To do:
Whenever the word "quizkit" turns up in a line below, that line should be copied.

Task data:
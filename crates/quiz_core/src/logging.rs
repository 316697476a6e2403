//! Logging for quizkit processes.
//!
//! # Responsibility
//! - Write `event=... module=... status=...` lines to size-rotated files
//!   under the configured directory, optionally echoing warnings to stderr.
//! - Record panics before the default hook prints them.
//!
//! # Invariants
//! - One logger per process. Asking again with the same target is a no-op;
//!   asking with any other target fails with [`LoggingError::Conflict`].
//! - Nothing here panics.

use flexi_logger::{
    Cleanup, Criterion, Duplicate, FileSpec, Logger, LoggerHandle, Naming, WriteMode,
};
use log::{error, info, LevelFilter};
use once_cell::sync::OnceCell;
use std::error::Error;
use std::fmt::{Display, Formatter};
use std::path::{Path, PathBuf};
use std::str::FromStr;
use std::sync::Once;

const FILE_BASENAME: &str = "quizkit";
const ROTATE_AT_BYTES: u64 = 8 * 1024 * 1024;
const KEEP_FILES: usize = 7;
/// Panic messages can echo submitted answers or emails.
const PANIC_MESSAGE_LIMIT: usize = 120;

static ACTIVE: OnceCell<ActiveLogger> = OnceCell::new();
static PANIC_HOOK: Once = Once::new();

/// Where and how much to log.
#[derive(Debug, Clone, PartialEq, Eq)]
pub struct LoggingConfig {
    /// `off`, `error`, `warn` (or `warning`), `info`, `debug` or `trace`.
    pub level: String,
    /// Must be absolute; created when missing.
    pub log_dir: PathBuf,
    pub mirror_to_stderr: bool,
}

impl LoggingConfig {
    pub fn new(log_dir: impl Into<PathBuf>) -> Self {
        Self {
            level: default_log_level().to_string(),
            log_dir: log_dir.into(),
            mirror_to_stderr: false,
        }
    }

    pub fn with_level(mut self, level: impl Into<String>) -> Self {
        self.level = level.into();
        self
    }

    pub fn with_stderr(mut self, mirror: bool) -> Self {
        self.mirror_to_stderr = mirror;
        self
    }

    fn target(&self) -> Result<Target, LoggingError> {
        Ok(Target {
            level: parse_level(&self.level)?,
            dir: checked_dir(&self.log_dir)?,
            mirror_to_stderr: self.mirror_to_stderr,
        })
    }
}

#[derive(Debug)]
pub enum LoggingError {
    UnsupportedLevel(String),
    RelativeLogDir(PathBuf),
    CreateDir { path: PathBuf, source: std::io::Error },
    Backend(flexi_logger::FlexiLoggerError),
    /// A logger with a different target is already running.
    Conflict { active: String, requested: String },
}

impl Display for LoggingError {
    fn fmt(&self, f: &mut Formatter<'_>) -> std::fmt::Result {
        match self {
            Self::UnsupportedLevel(level) => write!(f, "unknown log level `{level}`"),
            Self::RelativeLogDir(path) => {
                write!(f, "log directory must be absolute: `{}`", path.display())
            }
            Self::CreateDir { path, source } => {
                write!(f, "cannot create log directory `{}`: {source}", path.display())
            }
            Self::Backend(err) => write!(f, "logger failed to start: {err}"),
            Self::Conflict { active, requested } => {
                write!(f, "logging already runs as {active}; cannot switch to {requested}")
            }
        }
    }
}

impl Error for LoggingError {
    fn source(&self) -> Option<&(dyn Error + 'static)> {
        match self {
            Self::CreateDir { source, .. } => Some(source),
            Self::Backend(err) => Some(err),
            _ => None,
        }
    }
}

/// Resolved, comparable form of a [`LoggingConfig`].
#[derive(Debug, Clone, PartialEq, Eq)]
struct Target {
    level: LevelFilter,
    dir: PathBuf,
    mirror_to_stderr: bool,
}

impl Display for Target {
    fn fmt(&self, f: &mut Formatter<'_>) -> std::fmt::Result {
        write!(
            f,
            "level={} dir={} stderr={}",
            level_name(self.level),
            self.dir.display(),
            self.mirror_to_stderr
        )
    }
}

struct ActiveLogger {
    target: Target,
    _handle: LoggerHandle,
}

/// Starts the process logger.
pub fn init_logging(config: &LoggingConfig) -> Result<(), LoggingError> {
    let requested = config.target()?;
    let active = ACTIVE.get_or_try_init(|| start(&requested))?;
    if active.target != requested {
        return Err(LoggingError::Conflict {
            active: active.target.to_string(),
            requested: requested.to_string(),
        });
    }
    Ok(())
}

fn start(target: &Target) -> Result<ActiveLogger, LoggingError> {
    std::fs::create_dir_all(&target.dir).map_err(|source| LoggingError::CreateDir {
        path: target.dir.clone(),
        source,
    })?;

    let handle = Logger::try_with_str(level_name(target.level))
        .map_err(LoggingError::Backend)?
        .log_to_file(
            FileSpec::default()
                .directory(&target.dir)
                .basename(FILE_BASENAME),
        )
        .rotate(
            Criterion::Size(ROTATE_AT_BYTES),
            Naming::Numbers,
            Cleanup::KeepLogFiles(KEEP_FILES),
        )
        .duplicate_to_stderr(if target.mirror_to_stderr {
            Duplicate::Warn
        } else {
            Duplicate::None
        })
        .write_mode(WriteMode::BufferAndFlush)
        .append()
        .format_for_files(flexi_logger::detailed_format)
        .start()
        .map_err(LoggingError::Backend)?;

    PANIC_HOOK.call_once(install_panic_hook);
    info!(
        "event=logging_init module=logging status=ok version={} os={} {}",
        env!("CARGO_PKG_VERSION"),
        std::env::consts::OS,
        target
    );

    Ok(ActiveLogger {
        target: target.clone(),
        _handle: handle,
    })
}

/// Level name and directory of the running logger.
pub fn logging_status() -> Option<(&'static str, PathBuf)> {
    ACTIVE
        .get()
        .map(|active| (level_name(active.target.level), active.target.dir.clone()))
}

/// `debug` for debug builds, `info` for release builds.
pub fn default_log_level() -> &'static str {
    if cfg!(debug_assertions) {
        "debug"
    } else {
        "info"
    }
}

fn parse_level(value: &str) -> Result<LevelFilter, LoggingError> {
    let value = value.trim();
    if value.eq_ignore_ascii_case("warning") {
        return Ok(LevelFilter::Warn);
    }
    LevelFilter::from_str(value).map_err(|_| LoggingError::UnsupportedLevel(value.to_string()))
}

fn level_name(level: LevelFilter) -> &'static str {
    match level {
        LevelFilter::Off => "off",
        LevelFilter::Error => "error",
        LevelFilter::Warn => "warn",
        LevelFilter::Info => "info",
        LevelFilter::Debug => "debug",
        LevelFilter::Trace => "trace",
    }
}

fn checked_dir(dir: &Path) -> Result<PathBuf, LoggingError> {
    if dir.is_absolute() {
        Ok(dir.to_path_buf())
    } else {
        Err(LoggingError::RelativeLogDir(dir.to_path_buf()))
    }
}

fn install_panic_hook() {
    let default_hook = std::panic::take_hook();
    std::panic::set_hook(Box::new(move |panic| {
        let location = panic
            .location()
            .map_or_else(|| "unknown".to_string(), |at| format!("{}:{}", at.file(), at.line()));
        let message = panic
            .payload()
            .downcast_ref::<&str>()
            .copied()
            .or_else(|| panic.payload().downcast_ref::<String>().map(String::as_str))
            .unwrap_or("<non-string payload>");
        error!(
            "event=panic module=logging status=error location={location} message={}",
            one_line(message, PANIC_MESSAGE_LIMIT)
        );
        default_hook(panic);
    }));
}

/// Flattens `text` to one line of at most `limit` characters plus `...`.
fn one_line(text: &str, limit: usize) -> String {
    let mut flat: String = text
        .chars()
        .map(|c| if c == '\n' || c == '\r' { ' ' } else { c })
        .take(limit)
        .collect();
    if text.chars().count() > limit {
        flat.push_str("...");
    }
    flat
}

#[cfg(test)]
mod tests {
    use super::{init_logging, logging_status, one_line, parse_level, LoggingConfig, LoggingError};
    use log::LevelFilter;

    #[test]
    fn levels_parse_case_insensitively() {
        assert_eq!(parse_level("INFO").unwrap(), LevelFilter::Info);
        assert_eq!(parse_level(" warning ").unwrap(), LevelFilter::Warn);
        assert_eq!(parse_level("off").unwrap(), LevelFilter::Off);
        assert!(matches!(
            parse_level("chatty"),
            Err(LoggingError::UnsupportedLevel(_))
        ));
    }

    #[test]
    fn relative_log_dir_is_rejected_before_starting() {
        let err = init_logging(&LoggingConfig::new("logs")).unwrap_err();
        assert!(matches!(err, LoggingError::RelativeLogDir(_)));
    }

    #[test]
    fn panic_messages_are_flattened_and_capped() {
        assert_eq!(one_line("a\nb\rc", 10), "a b c");
        assert_eq!(one_line("abcdef", 3), "abc...");
    }

    #[test]
    fn second_init_must_match_the_first() {
        let dir = tempfile::tempdir().unwrap();
        let other = tempfile::tempdir().unwrap();
        let config = LoggingConfig::new(dir.path()).with_level("info");

        init_logging(&config).unwrap();
        init_logging(&config.clone().with_level("INFO")).unwrap();

        for conflicting in [
            config.clone().with_level("debug"),
            config.clone().with_stderr(true),
            LoggingConfig::new(other.path()).with_level("info"),
        ] {
            let err = init_logging(&conflicting).unwrap_err();
            assert!(matches!(err, LoggingError::Conflict { .. }), "{err}");
        }

        let (level, active_dir) = logging_status().unwrap();
        assert_eq!(level, "info");
        assert_eq!(active_dir, dir.path());
    }
}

Problem solution:
//! Logging for quizkit processes.
const FILE_BASENAME: &str = "quizkit";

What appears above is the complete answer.